Try it: Before you finish, make sure every line below has been written out exactly.

Data to process Start Marker

//! Host import definitions for the module bridge.
//!
//! This module defines all the host functions imported by the guest under the
//! `"env"` module. Every guest pointer is checked against the current memory
//! length before use; the memory handle is re-resolved from the caller on
//! every call because memory growth may relocate the base.
//!
//! Bounds violations never trap: the framebuffer path ignores the submission
//! and the storage path returns 0 transferred bytes. The one deliberate
//! exception is `abort`, which unwinds the in-flight `loop` call.

use std::time::{SystemTime, UNIX_EPOCH};

use anyhow::bail;
use rand::Rng;
use tracing::debug;
use wasmtime::{Caller, Extern, Linker, Memory};

use crate::abi::{self, FB_LEN, IMPORT_MODULE, SAVE_LEN, host_imports};

use super::state::HostState;

/// Define all host imports expected by the guest under module `"env"`.
///
/// Must be called before instantiating the module.
pub fn define_imports(linker: &mut Linker<HostState>) -> Result<(), anyhow::Error> {
    // --- Clock / randomness ---
    linker.func_wrap(
        IMPORT_MODULE,
        host_imports::MILLIS,
        |_caller: Caller<'_, HostState>| -> u32 { wall_clock_millis() },
    )?;

    linker.func_wrap(
        IMPORT_MODULE,
        host_imports::MICROS,
        |_caller: Caller<'_, HostState>| -> u32 { wall_clock_micros() },
    )?;

    // The host rng is seeded from entropy at construction; the guest's seed
    // is accepted and ignored.
    linker.func_wrap(
        IMPORT_MODULE,
        host_imports::SRAND,
        |_caller: Caller<'_, HostState>, _seed: u32| {},
    )?;

    linker.func_wrap(
        IMPORT_MODULE,
        host_imports::RAND,
        |mut caller: Caller<'_, HostState>| -> i32 {
            caller.data_mut().rng.gen_range(0..=i32::MAX)
        },
    )?;

    // --- Platform ---
    linker.func_wrap(
        IMPORT_MODULE,
        host_imports::PLATFORM_INIT,
        |_caller: Caller<'_, HostState>| -> u32 { 1 },
    )?;

    linker.func_wrap(
        IMPORT_MODULE,
        host_imports::PLATFORM_UPDATE,
        |caller: Caller<'_, HostState>| -> u32 { caller.data().input as u32 },
    )?;

    linker.func_wrap(
        IMPORT_MODULE,
        host_imports::PLATFORM_SEND_FRAMEBUFFER,
        |mut caller: Caller<'_, HostState>, ptr: u32| {
            let Some(memory) = guest_memory(&mut caller) else {
                return;
            };
            let offset = ptr as usize;
            let mem_len = memory.data_size(&caller);
            if offset.checked_add(FB_LEN).is_some_and(|end| end <= mem_len) {
                caller.data_mut().frame.submit(offset);
            } else {
                // Silently ignored: the previous descriptor and dirty flag
                // stay untouched.
                debug!(ptr, mem_len, "rejected out-of-bounds framebuffer");
            }
        },
    )?;

    linker.func_wrap(
        IMPORT_MODULE,
        host_imports::ABORT,
        |_caller: Caller<'_, HostState>| -> Result<(), anyhow::Error> {
            bail!("guest called abort")
        },
    )?;

    linker.func_wrap(
        IMPORT_MODULE,
        host_imports::USB_SEND,
        |mut caller: Caller<'_, HostState>, ptr: u32, len: u32| {
            log_usb_payload(&mut caller, ptr, len);
        },
    )?;

    // --- Storage ---
    linker.func_wrap(
        IMPORT_MODULE,
        host_imports::TINYSD_READ,
        |mut caller: Caller<'_, HostState>, dst: u32, size: u32, _path: u32| -> u32 {
            if size as usize != SAVE_LEN {
                debug!(size, "storage read with unsupported size");
                return 0;
            }
            let Some(memory) = guest_memory(&mut caller) else {
                return 0;
            };
            let bytes = caller.data().save.bytes();
            match memory.write(&mut caller, dst as usize, &bytes) {
                Ok(()) => SAVE_LEN as u32,
                Err(_) => {
                    debug!(dst, "rejected out-of-bounds storage read destination");
                    0
                }
            }
        },
    )?;

    linker.func_wrap(
        IMPORT_MODULE,
        host_imports::TINYSD_WRITE,
        |mut caller: Caller<'_, HostState>, _path: u32, src: u32, size: u32| -> u32 {
            if size as usize != SAVE_LEN {
                debug!(size, "storage write with unsupported size");
                return 0;
            }
            let Some(memory) = guest_memory(&mut caller) else {
                return 0;
            };
            let mut bytes = [0u8; SAVE_LEN];
            if memory.read(&caller, src as usize, &mut bytes).is_err() {
                debug!(src, "rejected out-of-bounds storage write source");
                return 0;
            }
            caller.data_mut().save.set_bytes(bytes);
            SAVE_LEN as u32
        },
    )?;

    Ok(())
}

/// Resolve the guest's exported memory from the calling instance.
fn guest_memory(caller: &mut Caller<'_, HostState>) -> Option<Memory> {
    caller
        .get_export(abi::guest_exports::MEMORY)
        .and_then(Extern::into_memory)
}

fn wall_clock_millis() -> u32 {
    SystemTime::now()
        .duration_since(UNIX_EPOCH)
        .unwrap_or_default()
        .as_millis() as u32
}

fn wall_clock_micros() -> u32 {
    SystemTime::now()
        .duration_since(UNIX_EPOCH)
        .unwrap_or_default()
        .as_micros() as u32
}

/// Longest `usb_send` payload worth copying out of guest memory. Anything
/// larger cannot be a score-report line and is dropped unread; the length is
/// guest-controlled, so it must be checked before it sizes an allocation.
const USB_PAYLOAD_MAX: u32 = 64;

/// The USB capability is unimplemented. The guest only ever sends short
/// score-report lines, so echo printable payloads to the log and drop
/// everything else.
fn log_usb_payload(caller: &mut Caller<'_, HostState>, ptr: u32, len: u32) {
    if len > USB_PAYLOAD_MAX {
        debug!(ptr, len, "dropped oversized usb_send payload");
        return;
    }
    let Some(memory) = guest_memory(caller) else {
        return;
    };

    let mut buf = vec![0u8; len as usize];
    if memory.read(&*caller, ptr as usize, &mut buf).is_err() {
        return;
    }

    let Ok(text) = core::str::from_utf8(&buf) else {
        return;
    };
    let text = text.trim();
    if !text.is_empty() && text.len() <= 50 && text.bytes().all(|b| (0x20..0x7f).contains(&b)) {
        debug!(payload = text, "guest usb_send");
    }
}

Data to process End Marker

Finished exercise:
//! Host import definitions for the module bridge.
//!
//! This module defines all the host functions imported by the guest under the
//! `"env"` module. Every guest pointer is checked against the current memory
//! length before use; the memory handle is re-resolved from the caller on
//! every call because memory growth may relocate the base.
//!
//! Bounds violations never trap: the framebuffer path ignores the submission
//! and the storage path returns 0 transferred bytes. The one deliberate
//! exception is `abort`, which unwinds the in-flight `loop` call.

use std::time::{SystemTime, UNIX_EPOCH};

use anyhow::bail;
use rand::Rng;
use tracing::debug;
use wasmtime::{Caller, Extern, Linker, Memory};

use crate::abi::{self, FB_LEN, IMPORT_MODULE, SAVE_LEN, host_imports};

use super::state::HostState;

/// Define all host imports expected by the guest under module `"env"`.
///
/// Must be called before instantiating the module.
pub fn define_imports(linker: &mut Linker<HostState>) -> Result<(), anyhow::Error> {
    // --- Clock / randomness ---
    linker.func_wrap(
        IMPORT_MODULE,
        host_imports::MILLIS,
        |_caller: Caller<'_, HostState>| -> u32 { wall_clock_millis() },
    )?;

    linker.func_wrap(
        IMPORT_MODULE,
        host_imports::MICROS,
        |_caller: Caller<'_, HostState>| -> u32 { wall_clock_micros() },
    )?;

    // The host rng is seeded from entropy at construction; the guest's seed
    // is accepted and ignored.
    linker.func_wrap(
        IMPORT_MODULE,
        host_imports::SRAND,
        |_caller: Caller<'_, HostState>, _seed: u32| {},
    )?;

    linker.func_wrap(
        IMPORT_MODULE,
        host_imports::RAND,
        |mut caller: Caller<'_, HostState>| -> i32 {
            caller.data_mut().rng.gen_range(0..=i32::MAX)
        },
    )?;

    // --- Platform ---
    linker.func_wrap(
        IMPORT_MODULE,
        host_imports::PLATFORM_INIT,
        |_caller: Caller<'_, HostState>| -> u32 { 1 },
    )?;

    linker.func_wrap(
        IMPORT_MODULE,
        host_imports::PLATFORM_UPDATE,
        |caller: Caller<'_, HostState>| -> u32 { caller.data().input as u32 },
    )?;

    linker.func_wrap(
        IMPORT_MODULE,
        host_imports::PLATFORM_SEND_FRAMEBUFFER,
        |mut caller: Caller<'_, HostState>, ptr: u32| {
            let Some(memory) = guest_memory(&mut caller) else {
                return;
            };
            let offset = ptr as usize;
            let mem_len = memory.data_size(&caller);
            if offset.checked_add(FB_LEN).is_some_and(|end| end <= mem_len) {
                caller.data_mut().frame.submit(offset);
            } else {
                // Silently ignored: the previous descriptor and dirty flag
                // stay untouched.
                debug!(ptr, mem_len, "rejected out-of-bounds framebuffer");
            }
        },
    )?;

    linker.func_wrap(
        IMPORT_MODULE,
        host_imports::ABORT,
        |_caller: Caller<'_, HostState>| -> Result<(), anyhow::Error> {
            bail!("guest called abort")
        },
    )?;

    linker.func_wrap(
        IMPORT_MODULE,
        host_imports::USB_SEND,
        |mut caller: Caller<'_, HostState>, ptr: u32, len: u32| {
            log_usb_payload(&mut caller, ptr, len);
        },
    )?;

    // --- Storage ---
    linker.func_wrap(
        IMPORT_MODULE,
        host_imports::TINYSD_READ,
        |mut caller: Caller<'_, HostState>, dst: u32, size: u32, _path: u32| -> u32 {
            if size as usize != SAVE_LEN {
                debug!(size, "storage read with unsupported size");
                return 0;
            }
            let Some(memory) = guest_memory(&mut caller) else {
                return 0;
            };
            let bytes = caller.data().save.bytes();
            match memory.write(&mut caller, dst as usize, &bytes) {
                Ok(()) => SAVE_LEN as u32,
                Err(_) => {
                    debug!(dst, "rejected out-of-bounds storage read destination");
                    0
                }
            }
        },
    )?;

    linker.func_wrap(
        IMPORT_MODULE,
        host_imports::TINYSD_WRITE,
        |mut caller: Caller<'_, HostState>, _path: u32, src: u32, size: u32| -> u32 {
            if size as usize != SAVE_LEN {
                debug!(size, "storage write with unsupported size");
                return 0;
            }
            let Some(memory) = guest_memory(&mut caller) else {
                return 0;
            };
            let mut bytes = [0u8; SAVE_LEN];
            if memory.read(&caller, src as usize, &mut bytes).is_err() {
                debug!(src, "rejected out-of-bounds storage write source");
                return 0;
            }
            caller.data_mut().save.set_bytes(bytes);
            SAVE_LEN as u32
        },
    )?;

    Ok(())
}

/// Resolve the guest's exported memory from the calling instance.
fn guest_memory(caller: &mut Caller<'_, HostState>) -> Option<Memory> {
    caller
        .get_export(abi::guest_exports::MEMORY)
        .and_then(Extern::into_memory)
}

fn wall_clock_millis() -> u32 {
    SystemTime::now()
        .duration_since(UNIX_EPOCH)
        .unwrap_or_default()
        .as_millis() as u32
}

fn wall_clock_micros() -> u32 {
    SystemTime::now()
        .duration_since(UNIX_EPOCH)
        .unwrap_or_default()
        .as_micros() as u32
}

/// Longest `usb_send` payload worth copying out of guest memory. Anything
/// larger cannot be a score-report line and is dropped unread; the length is
/// guest-controlled, so it must be checked before it sizes an allocation.
const USB_PAYLOAD_MAX: u32 = 64;

/// The USB capability is unimplemented. The guest only ever sends short
/// score-report lines, so echo printable payloads to the log and drop
/// everything else.
fn log_usb_payload(caller: &mut Caller<'_, HostState>, ptr: u32, len: u32) {
    if len > USB_PAYLOAD_MAX {
        debug!(ptr, len, "dropped oversized usb_send payload");
        return;
    }
    let Some(memory) = guest_memory(caller) else {
        return;
    };

    let mut buf = vec![0u8; len as usize];
    if memory.read(&*caller, ptr as usize, &mut buf).is_err() {
        return;
    }

    let Ok(text) = core::str::from_utf8(&buf) else {
        return;
    };
    let text = text.trim();
    if !text.is_empty() && text.len() <= 50 && text.bytes().all(|b| (0x20..0x7f).contains(&b)) {
        debug!(payload = text, "guest usb_send");
    }
}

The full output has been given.